Data for review:
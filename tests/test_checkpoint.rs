//! Integration tests for checkpoints, CSV loading and pipeline descriptions

use kolosal_search::data_checks::DataCheckCode;
use kolosal_search::prelude::*;
use std::io::Write;
use tempfile::{tempdir, NamedTempFile};

fn write_csv(rows: usize) -> NamedTempFile {
    let mut file = tempfile::Builder::new().suffix(".csv").tempfile().unwrap();
    writeln!(file, "x1,x2,colour,label").unwrap();
    let colours = ["red", "green", "blue"];
    for i in 0..rows {
        let label = i % 2;
        let x1 = label as f64 * 3.0 + (i % 5) as f64 * 0.2;
        let x2 = if i % 7 == 0 { String::new() } else { format!("{:.2}", (i % 9) as f64 * 0.5) };
        writeln!(file, "{},{},{},{}", x1, x2, colours[i % 3], label).unwrap();
    }
    file.flush().unwrap();
    file
}

#[test]
fn test_csv_search_and_checkpoint() {
    let file = write_csv(60);
    let options = LoadOptions::new().with_categorical(vec!["colour".to_string()]);
    let dataset = load_csv(file.path(), "label", &options).unwrap();
    assert_eq!(dataset.n_features(), 3);
    assert!(dataset.x()[[0, 1]].is_nan());

    let config = SearchConfig::new(ProblemType::Binary)
        .with_objective("f1")
        .with_additional_objectives(vec!["accuracy".to_string()])
        .with_strategy(SearchStrategy::DefaultSweep);
    let search = AutoMLSearch::new(dataset, config).unwrap();
    search.search().unwrap();

    let best = search.best_result().unwrap();
    assert!(best.additional_scores.contains_key("accuracy"));
    // F1 is thresholded, so binary candidates carry a tuned threshold
    assert!(best.threshold.is_some());
    assert_eq!(search.best_pipeline().unwrap().threshold, best.threshold);

    let dir = tempdir().unwrap();
    let path = dir.path().join("search.json");
    search.save_checkpoint(&path).unwrap();

    let loaded = SearchCheckpoint::load(&path).unwrap();
    assert_eq!(loaded.objective, "f1");
    assert!(loaded.greater_is_better);
    assert_eq!(loaded.problem_type, ProblemType::Binary);
    assert_eq!(loaded.results.len(), search.leaderboard().len());
    let ids = |rows: &[RankingRow]| rows.iter().map(|r| (r.rank, r.candidate_id)).collect::<Vec<_>>();
    assert_eq!(ids(&loaded.rankings), ids(&search.rankings()));
    assert_eq!(loaded.state.status, SearchStatus::Completed);
    assert_eq!(loaded.best().map(|r| r.candidate_id), Some(best.candidate_id));

    let text = std::fs::read_to_string(&path).unwrap();
    assert!(text.contains("\"mean_score\""));
}

#[test]
fn test_describe_pipeline() {
    let file = write_csv(30);
    let options = LoadOptions::new().with_categorical(vec!["colour".to_string()]);
    let dataset = load_csv(file.path(), "label", &options).unwrap();
    let config = SearchConfig::new(ProblemType::Binary).with_strategy(SearchStrategy::DefaultSweep);
    let search = AutoMLSearch::new(dataset, config).unwrap();
    search.search().unwrap();

    let tree = search
        .leaderboard()
        .history()
        .into_iter()
        .find(|r| r.pipeline_name.starts_with("Decision Tree"))
        .unwrap();
    let text = search.describe_pipeline(tree.candidate_id).unwrap();
    assert!(text.contains("Simple Imputer"));
    assert!(text.contains("max_depth"));
    assert!(text.contains("Fold scores"));
    assert!(text.contains("Objective: log_loss_binary"));

    assert!(matches!(
        search.describe_pipeline(CandidateId(10_000)),
        Err(KolosalError::NotFound(_))
    ));
}

#[test]
fn test_text_column_blocks_search() {
    let file = write_csv(30);
    // Without declaring "colour" categorical it stays free text
    let dataset = load_csv(file.path(), "label", &LoadOptions::new()).unwrap();
    let search = AutoMLSearch::new(dataset, SearchConfig::new(ProblemType::Binary)).unwrap();

    assert!(matches!(search.search(), Err(KolosalError::Setup(_))));
    let report = search.data_check_report();
    assert!(report.codes().contains(&DataCheckCode::UnsupportedColumnType));
    assert!(matches!(
        search.status(),
        SearchStatus::StoppedByError(StopReason::SetupFailed(_))
    ));
}

#[test]
fn test_config_file() {
    let mut file = NamedTempFile::new().unwrap();
    write!(
        file,
        r#"{{
            "problem_type": "regression",
            "objective": "mae",
            "n_folds": 4,
            "max_iterations": 8,
            "strategy": "default_sweep",
            "allowed_model_families": ["linear_model", "decision_tree"]
        }}"#
    )
    .unwrap();

    let config = SearchConfig::from_json_file(file.path()).unwrap();
    assert_eq!(config.problem_type, ProblemType::Regression);
    assert_eq!(config.objective.as_deref(), Some("mae"));
    assert_eq!(config.strategy, SearchStrategy::DefaultSweep);
    assert_eq!(
        config.allowed_model_families,
        Some(vec![ModelFamily::LinearModel, ModelFamily::DecisionTree])
    );
    assert_eq!(config.pipelines_per_batch, 5);
}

Task to carry out: Search the records for the word "best" and copy every line where it occurs.

Exercise response:
    let best = search.best_result().unwrap();
    assert!(best.additional_scores.contains_key("accuracy"));
    assert!(best.threshold.is_some());
    assert_eq!(search.best_pipeline().unwrap().threshold, best.threshold);
    assert_eq!(loaded.best().map(|r| r.candidate_id), Some(best.candidate_id));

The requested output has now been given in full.